--- What the exercise asks ---
Find the line in the entries below that contains "an unexpected shape.". Repeat it exactly, and every line after it through the line that contains "let initial = bridge".
=== Section Start ===
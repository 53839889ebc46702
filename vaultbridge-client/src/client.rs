//! The host-facing vault client.

use crate::state::VaultState;
use serde_json::{Value, json};
use std::sync::{Mutex, RwLock};
use thiserror::Error;
use tracing::{debug, info};
use vaultbridge_host::{Bridge, BridgeError};

/// Operation names the sandboxed engine exposes.
mod ops {
    pub const BOOT: &str = "Vault.boot";
    pub const INIT: &str = "Vault.init";
    pub const LOCK: &str = "Vault.lock";
    pub const SIGNUP: &str = "Vault.signup";
    pub const LOGIN: &str = "Vault.login";
    pub const UNLOCK: &str = "Vault.unlock";
    pub const CONNECT: &str = "Vault.connect";
    pub const SYNC: &str = "Vault.sync";
    pub const SET_PAYMENT_INFORMATION: &str = "Vault.setPaymentInformation";
    pub const ACCOUNTS_FOR_HOSTNAME: &str = "Vault.accountsForHostname";
    pub const CREATE_ACCOUNT: &str = "Vault.createAccount";
    pub const DELETE_ACCOUNT: &str = "Vault.deleteAccount";
    pub const UPDATE_ACCOUNT: &str = "Vault.updateAccount";
    pub const CREATE_INBOX_ENTRY: &str = "Vault.createInboxEntry";
    pub const DELETE_INBOX_ENTRY: &str = "Vault.deleteInboxEntry";
    pub const CLEAR_STORED_DATA: &str = "Vault.clearStoredData";
    pub const DELETE_USER: &str = "Vault.deleteUser";
    pub const RANDOM_ACCOUNT_PASSWORD: &str = "Vault.randomAccountPassword";
    pub const RANDOM_HANDLE: &str = "Vault.randomHandle";
    pub const RANDOM_MASTER_PASSWORD: &str = "Vault.randomMasterPassword";
    pub const RANDOM_SECRET_KEY: &str = "Vault.randomSecretKey";
}

/// Errors surfaced by vault operations.
#[derive(Debug, Error)]
pub enum ClientError {
    /// The underlying bridge call failed.
    #[error(transparent)]
    Bridge(#[from] BridgeError),

    /// The engine answered with a state blob the client cannot parse.
    #[error("malformed vault state: {0}")]
    State(#[from] serde_json::Error),

    /// The engine answered with a value of an unexpected shape.
    #[error("unexpected engine response: {0}")]
    UnexpectedResponse(Value),
}

/// Configuration passed to the engine at boot.
#[derive(Debug, Clone, Default)]
pub struct VaultClientConfig {
    /// Server the engine syncs against; the engine's default if `None`.
    pub api_host: Option<String>,
    /// Re-attach token from a previous session, if any.
    pub sync_token: Option<String>,
}

/// Callback invoked after every state replacement.
pub type UpdateListener = Box<dyn Fn() + Send + Sync>;

/// Typed operations over the sandboxed vault engine.
///
/// Construction boots and initializes the engine, so a constructed client
/// is always past the engine's readiness; no operation can observe a
/// half-booted engine.
pub struct VaultClient {
    bridge: Bridge,
    state: RwLock<VaultState>,
    listeners: Mutex<Vec<UpdateListener>>,
}

impl VaultClient {
    /// Boots the engine and loads the initial state.
    pub async fn start(bridge: Bridge, config: VaultClientConfig) -> Result<Self, ClientError> {
        bridge
            .call_function(ops::BOOT, vec![option_arg(config.api_host.as_deref())])
            .await?;

        let initial = bridge
            .call_function(ops::INIT, vec![option_arg(config.sync_token.as_deref())])
            .await?;
        let state: VaultState = serde_json::from_value(initial)?;
        info!(kind = state.kind(), "vault engine initialized");

        Ok(Self {
            bridge,
            state: RwLock::new(state),
            listeners: Mutex::new(Vec::new()),
        })
    }

    /// Registers a listener invoked after every state replacement.
    pub fn on_update(&self, listener: impl Fn() + Send + Sync + 'static) {
        self.listeners
            .lock()
            .expect("listeners lock")
            .push(Box::new(listener));
    }

    // ── state getters ────────────────────────────────────────────

    /// A snapshot of the engine's current state.
    pub fn current_state(&self) -> VaultState {
        self.state.read().expect("state lock").clone()
    }

    pub fn handle(&self) -> Option<String> {
        self.state.read().expect("state lock").handle().map(String::from)
    }

    pub fn secret_key(&self) -> Option<String> {
        self.state.read().expect("state lock").secret_key().map(String::from)
    }

    pub fn sync_token(&self) -> Option<String> {
        self.state.read().expect("state lock").sync_token().map(String::from)
    }

    pub fn has_account(&self) -> bool {
        self.state.read().expect("state lock").has_account()
    }

    pub fn locked(&self) -> bool {
        self.state.read().expect("state lock").locked()
    }

    pub fn parsed_entries(&self) -> Option<Value> {
        self.state.read().expect("state lock").parsed_entries().cloned()
    }

    // ── generators (stateless engine calls) ──────────────────────

    pub async fn random_account_password(&self) -> Result<String, ClientError> {
        self.call_string(ops::RANDOM_ACCOUNT_PASSWORD).await
    }

    pub async fn random_handle(&self) -> Result<String, ClientError> {
        self.call_string(ops::RANDOM_HANDLE).await
    }

    pub async fn random_master_password(&self) -> Result<String, ClientError> {
        self.call_string(ops::RANDOM_MASTER_PASSWORD).await
    }

    pub async fn random_secret_key(&self) -> Result<String, ClientError> {
        self.call_string(ops::RANDOM_SECRET_KEY).await
    }

    // ── state-replacing operations ───────────────────────────────

    pub async fn lock(&self) -> Result<VaultState, ClientError> {
        self.transition(ops::LOCK, vec![]).await
    }

    /// Re-initializes the engine, optionally onto a different account.
    pub async fn reset(&self, sync_token: Option<&str>) -> Result<VaultState, ClientError> {
        self.transition(ops::INIT, vec![option_arg(sync_token)]).await
    }

    pub async fn signup(
        &self,
        handle: &str,
        secret_key: &str,
        master_password: &str,
    ) -> Result<VaultState, ClientError> {
        self.transition(
            ops::SIGNUP,
            vec![json!(handle), json!(secret_key), json!(master_password)],
        )
        .await
    }

    pub async fn login(
        &self,
        handle: &str,
        secret_key: &str,
        master_password: &str,
    ) -> Result<VaultState, ClientError> {
        self.transition(
            ops::LOGIN,
            vec![json!(handle), json!(secret_key), json!(master_password)],
        )
        .await
    }

    pub async fn unlock(&self, master_password: &str) -> Result<VaultState, ClientError> {
        self.transition(ops::UNLOCK, vec![json!(master_password)]).await
    }

    pub async fn connect(&self) -> Result<VaultState, ClientError> {
        self.transition(ops::CONNECT, vec![]).await
    }

    pub async fn sync(&self) -> Result<VaultState, ClientError> {
        self.transition(ops::SYNC, vec![]).await
    }

    pub async fn set_payment_information(
        &self,
        payment_information: Value,
    ) -> Result<VaultState, ClientError> {
        self.transition(ops::SET_PAYMENT_INFORMATION, vec![payment_information])
            .await
    }

    pub async fn create_account(&self, id: &str, data: Value) -> Result<VaultState, ClientError> {
        self.transition(ops::CREATE_ACCOUNT, vec![json!(id), data]).await
    }

    pub async fn delete_account(&self, id: &str) -> Result<VaultState, ClientError> {
        self.transition(ops::DELETE_ACCOUNT, vec![json!(id)]).await
    }

    pub async fn update_account(&self, id: &str, data: Value) -> Result<VaultState, ClientError> {
        self.transition(ops::UPDATE_ACCOUNT, vec![json!(id), data]).await
    }

    pub async fn create_inbox_entry(&self, id: &str, data: Value) -> Result<VaultState, ClientError> {
        self.transition(ops::CREATE_INBOX_ENTRY, vec![json!(id), data]).await
    }

    pub async fn delete_inbox_entry(&self, id: &str) -> Result<VaultState, ClientError> {
        self.transition(ops::DELETE_INBOX_ENTRY, vec![json!(id)]).await
    }

    pub async fn clear_stored_data(&self) -> Result<VaultState, ClientError> {
        self.transition(ops::CLEAR_STORED_DATA, vec![]).await
    }

    pub async fn delete_user(&self) -> Result<VaultState, ClientError> {
        self.transition(ops::DELETE_USER, vec![]).await
    }

    // ── queries ──────────────────────────────────────────────────

    /// Accounts matching a hostname; does not touch the cached state.
    pub async fn accounts_for_hostname(&self, hostname: &str) -> Result<Value, ClientError> {
        Ok(self
            .bridge
            .call_function(ops::ACCOUNTS_FOR_HOSTNAME, vec![json!(hostname)])
            .await?)
    }

    // ── internals ────────────────────────────────────────────────

    /// Runs an operation that answers with a fresh state blob, replaces
    /// the cached state and notifies listeners.
    async fn transition(&self, name: &str, args: Vec<Value>) -> Result<VaultState, ClientError> {
        let value = self.bridge.call_function(name, args).await?;
        let state: VaultState = serde_json::from_value(value)?;
        debug!(operation = name, kind = state.kind(), "vault state replaced");

        *self.state.write().expect("state lock") = state.clone();
        self.notify();
        Ok(state)
    }

    async fn call_string(&self, name: &str) -> Result<String, ClientError> {
        match self.bridge.call_function(name, vec![]).await? {
            Value::String(s) => Ok(s),
            other => Err(ClientError::UnexpectedResponse(other)),
        }
    }

    fn notify(&self) {
        for listener in self.listeners.lock().expect("listeners lock").iter() {
            listener();
        }
    }
}

fn option_arg(value: Option<&str>) -> Value {
    value.map_or(Value::Null, Value::from)
}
=== Section End ===
--- Answer below ---
    /// The engine answered with a value of an unexpected shape.
    #[error("unexpected engine response: {0}")]
    UnexpectedResponse(Value),
}

/// Configuration passed to the engine at boot.
#[derive(Debug, Clone, Default)]
pub struct VaultClientConfig {
    /// Server the engine syncs against; the engine's default if `None`.
    pub api_host: Option<String>,
    /// Re-attach token from a previous session, if any.
    pub sync_token: Option<String>,
}

/// Callback invoked after every state replacement.
pub type UpdateListener = Box<dyn Fn() + Send + Sync>;

/// Typed operations over the sandboxed vault engine.
///
/// Construction boots and initializes the engine, so a constructed client
/// is always past the engine's readiness; no operation can observe a
/// half-booted engine.
pub struct VaultClient {
    bridge: Bridge,
    state: RwLock<VaultState>,
    listeners: Mutex<Vec<UpdateListener>>,
}

impl VaultClient {
    /// Boots the engine and loads the initial state.
    pub async fn start(bridge: Bridge, config: VaultClientConfig) -> Result<Self, ClientError> {
        bridge
            .call_function(ops::BOOT, vec![option_arg(config.api_host.as_deref())])
            .await?;

        let initial = bridge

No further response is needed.